Listed records section start
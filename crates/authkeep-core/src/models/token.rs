use chrono::{DateTime, Duration, Utc};
use serde::{Deserialize, Serialize};

use super::User;

/// Access/refresh credentials issued by the API. Both tokens are opaque.
#[derive(Clone, PartialEq, Eq, Serialize, Deserialize)]
pub struct TokenPair {
    #[serde(rename = "access")]
    pub access_token: String,
    /// Empty when the server did not rotate the refresh token.
    #[serde(rename = "refresh", default)]
    pub refresh_token: String,
    pub token_type: String,
    #[serde(rename = "exp", with = "super::timestamp")]
    pub expires_at: DateTime<Utc>,
    #[serde(with = "super::timestamp")]
    pub issued_at: DateTime<Utc>,
    pub token_id: String,
}

impl TokenPair {
    pub fn is_expired(&self) -> bool {
        Utc::now() > self.expires_at
    }

    pub fn time_until_expiry(&self) -> Duration {
        self.expires_at - Utc::now()
    }

    /// Lifetime the server granted the access token
    pub fn lifetime(&self) -> Duration {
        self.expires_at - self.issued_at
    }
}

impl std::fmt::Debug for TokenPair {
    fn fmt(&self, f: &mut std::fmt::Formatter<'_>) -> std::fmt::Result {
        f.debug_struct("TokenPair")
            .field("token_type", &self.token_type)
            .field("token_id", &self.token_id)
            .field("issued_at", &self.issued_at)
            .field("expires_at", &self.expires_at)
            .finish_non_exhaustive()
    }
}

/// Login response: the token pair with the embedded account summary.
#[derive(Debug, Clone, PartialEq, Eq, Serialize, Deserialize)]
pub struct LoginResponse {
    #[serde(flatten)]
    pub tokens: TokenPair,
    pub user: User,
}

#[cfg(test)]
mod tests {
    use super::*;

    const LOGIN_JSON: &str = r#"{
        "access": "acc-123",
        "refresh": "ref-456",
        "token_type": "bearer",
        "exp": "2099-01-01T00:15:00Z",
        "issued_at": "2099-01-01T00:00:00Z",
        "token_id": "tid-1",
        "user": {"id": 3, "email": "user@example.com", "role": "user", "can_login": true}
    }"#;

    #[test]
    fn test_parse_login_response() {
        let resp: LoginResponse =
            serde_json::from_str(LOGIN_JSON).expect("Failed to parse login test JSON");
        assert_eq!(resp.tokens.access_token, "acc-123");
        assert_eq!(resp.tokens.refresh_token, "ref-456");
        assert_eq!(resp.tokens.lifetime(), Duration::minutes(15));
        assert!(!resp.tokens.is_expired());
        assert_eq!(resp.user.id, 3);
    }

    #[test]
    fn test_refresh_token_optional() {
        let json = r#"{"access": "a", "token_type": "bearer", "exp": "2000-01-01T00:00:00", "issued_at": "2000-01-01T00:00:00", "token_id": "t"}"#;
        let pair: TokenPair = serde_json::from_str(json).unwrap();
        assert!(pair.refresh_token.is_empty());
        assert!(pair.is_expired());
    }

    #[test]
    fn test_debug_hides_tokens() {
        let resp: LoginResponse = serde_json::from_str(LOGIN_JSON).unwrap();
        let printed = format!("{:?}", resp.tokens);
        assert!(!printed.contains("acc-123"));
        assert!(!printed.contains("ref-456"));
        assert!(printed.contains("tid-1"));
    }
}
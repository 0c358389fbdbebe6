use std::collections::BTreeMap;
use std::path::{Path, PathBuf};
use std::sync::Mutex;

use anyhow::{Context, Result};
use tracing::debug;

use super::{StorageError, TokenKey, TokenStore};

/// Token file name in the data directory
const TOKEN_FILE: &str = "tokens.json";

/// Tokens persisted as a flat JSON object keyed by storage name.
///
/// The whole document is rewritten on every mutation so a reload always sees
/// the last write.
pub struct FileTokenStore {
    path: PathBuf,
    entries: Mutex<BTreeMap<String, String>>,
}

impl FileTokenStore {
    /// Open the store in `data_dir`, creating the directory if needed.
    pub fn open(data_dir: &Path) -> Result<Self> {
        std::fs::create_dir_all(data_dir)
            .with_context(|| format!("Failed to create token directory {}", data_dir.display()))?;
        let path = data_dir.join(TOKEN_FILE);

        let entries = if path.exists() {
            let contents = std::fs::read_to_string(&path).context("Failed to read token file")?;
            match serde_json::from_str(&contents) {
                Ok(entries) => entries,
                Err(e) => {
                    // A corrupt file holds nothing worth keeping
                    debug!(error = %e, "Discarding unparseable token file");
                    BTreeMap::new()
                }
            }
        } else {
            BTreeMap::new()
        };

        debug!(path = %path.display(), keys = entries.len(), "Token file opened");
        Ok(Self {
            path,
            entries: Mutex::new(entries),
        })
    }

    pub fn path(&self) -> &Path {
        &self.path
    }

    fn persist(&self, key: TokenKey, entries: &BTreeMap<String, String>) -> Result<(), StorageError> {
        let contents =
            serde_json::to_string_pretty(entries).map_err(|e| StorageError::unavailable(key, e))?;
        std::fs::write(&self.path, contents).map_err(|e| StorageError::unavailable(key, e))
    }
}

impl TokenStore for FileTokenStore {
    fn get(&self, key: TokenKey) -> Result<Option<String>, StorageError> {
        let entries = self
            .entries
            .lock()
            .map_err(|e| StorageError::unavailable(key, e))?;
        Ok(entries.get(key.storage_name()).cloned())
    }

    fn set(&self, key: TokenKey, value: &str) -> Result<(), StorageError> {
        let mut entries = self
            .entries
            .lock()
            .map_err(|e| StorageError::unavailable(key, e))?;
        let previous = entries.insert(key.storage_name().to_string(), value.to_string());
        if let Err(e) = self.persist(key, &entries) {
            match previous {
                Some(old) => entries.insert(key.storage_name().to_string(), old),
                None => entries.remove(key.storage_name()),
            };
            return Err(e);
        }
        Ok(())
    }

    fn remove(&self, key: TokenKey) -> Result<(), StorageError> {
        let mut entries = self
            .entries
            .lock()
            .map_err(|e| StorageError::unavailable(key, e))?;
        let Some(previous) = entries.remove(key.storage_name()) else {
            return Ok(());
        };
        if let Err(e) = self.persist(key, &entries) {
            // The file still holds the token, so memory must too
            entries.insert(key.storage_name().to_string(), previous);
            return Err(e);
        }
        Ok(())
    }
}
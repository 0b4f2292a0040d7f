//! In-memory transport for driving connections in tests.

use std::io;
use std::net::SocketAddr;

use bytes::{Buf, BytesMut};

use crate::connection::Transport;

#[derive(Debug)]
pub(crate) struct MockTransport {
    incoming: BytesMut,
    written: BytesMut,
    unflushed: usize,
    max_read: Option<usize>,
    report_available: bool,
    fail_reads: bool,
    connected: bool,
    eof: bool,
    close_count: usize,
    local: SocketAddr,
    peer: SocketAddr,
}

impl MockTransport {
    pub(crate) fn new() -> Self {
        Self {
            incoming: BytesMut::new(),
            written: BytesMut::new(),
            unflushed: 0,
            max_read: None,
            report_available: true,
            fail_reads: false,
            connected: true,
            eof: false,
            close_count: 0,
            local: SocketAddr::from(([127, 0, 0, 1], 8080)),
            peer: SocketAddr::from(([192, 168, 1, 20], 51000)),
        }
    }

    pub(crate) fn push_incoming(&mut self, data: &[u8]) {
        self.incoming.extend_from_slice(data);
    }

    /// Hands out at most `max` bytes per read while still announcing everything.
    pub(crate) fn set_max_read(&mut self, max: usize) {
        self.max_read = Some(max);
    }

    /// Behave like a socket that can't tell how much is waiting.
    pub(crate) fn hide_available(&mut self) {
        self.report_available = false;
    }

    pub(crate) fn fail_reads(&mut self) {
        self.fail_reads = true;
    }

    pub(crate) fn set_eof(&mut self) {
        self.eof = true;
    }

    /// Pretend the last `len` written bytes are still queued in the kernel.
    pub(crate) fn set_unflushed(&mut self, len: usize) {
        self.unflushed = len;
    }

    pub(crate) fn take_written(&mut self) -> BytesMut {
        self.written.split()
    }

    pub(crate) fn close_count(&self) -> usize {
        self.close_count
    }
}

impl Transport for MockTransport {
    fn bytes_available(&self) -> usize {
        if self.report_available { self.incoming.len() } else { 0 }
    }

    fn read(&mut self, buf: &mut [u8]) -> io::Result<usize> {
        if self.fail_reads {
            return Err(io::Error::from(io::ErrorKind::ConnectionReset));
        }

        let len = buf.len().min(self.incoming.len()).min(self.max_read.unwrap_or(usize::MAX));
        buf[..len].copy_from_slice(&self.incoming[..len]);
        self.incoming.advance(len);
        Ok(len)
    }

    fn write(&mut self, data: &[u8]) -> io::Result<()> {
        if !self.connected {
            return Err(io::Error::from(io::ErrorKind::NotConnected));
        }
        self.written.extend_from_slice(data);
        Ok(())
    }

    fn bytes_to_write(&self) -> usize {
        self.unflushed
    }

    fn local_addr(&self) -> SocketAddr {
        self.local
    }

    fn peer_addr(&self) -> SocketAddr {
        self.peer
    }

    fn is_connected(&self) -> bool {
        self.connected
    }

    fn is_eof(&self) -> bool {
        self.eof
    }

    fn close(&mut self) {
        self.connected = false;
        self.close_count += 1;
    }
}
Listed records section end
**What the task requires:**
For every line of the records above that holds the word "BTreeMap", count one, and state the total only.

**Solution to this exercise:**
5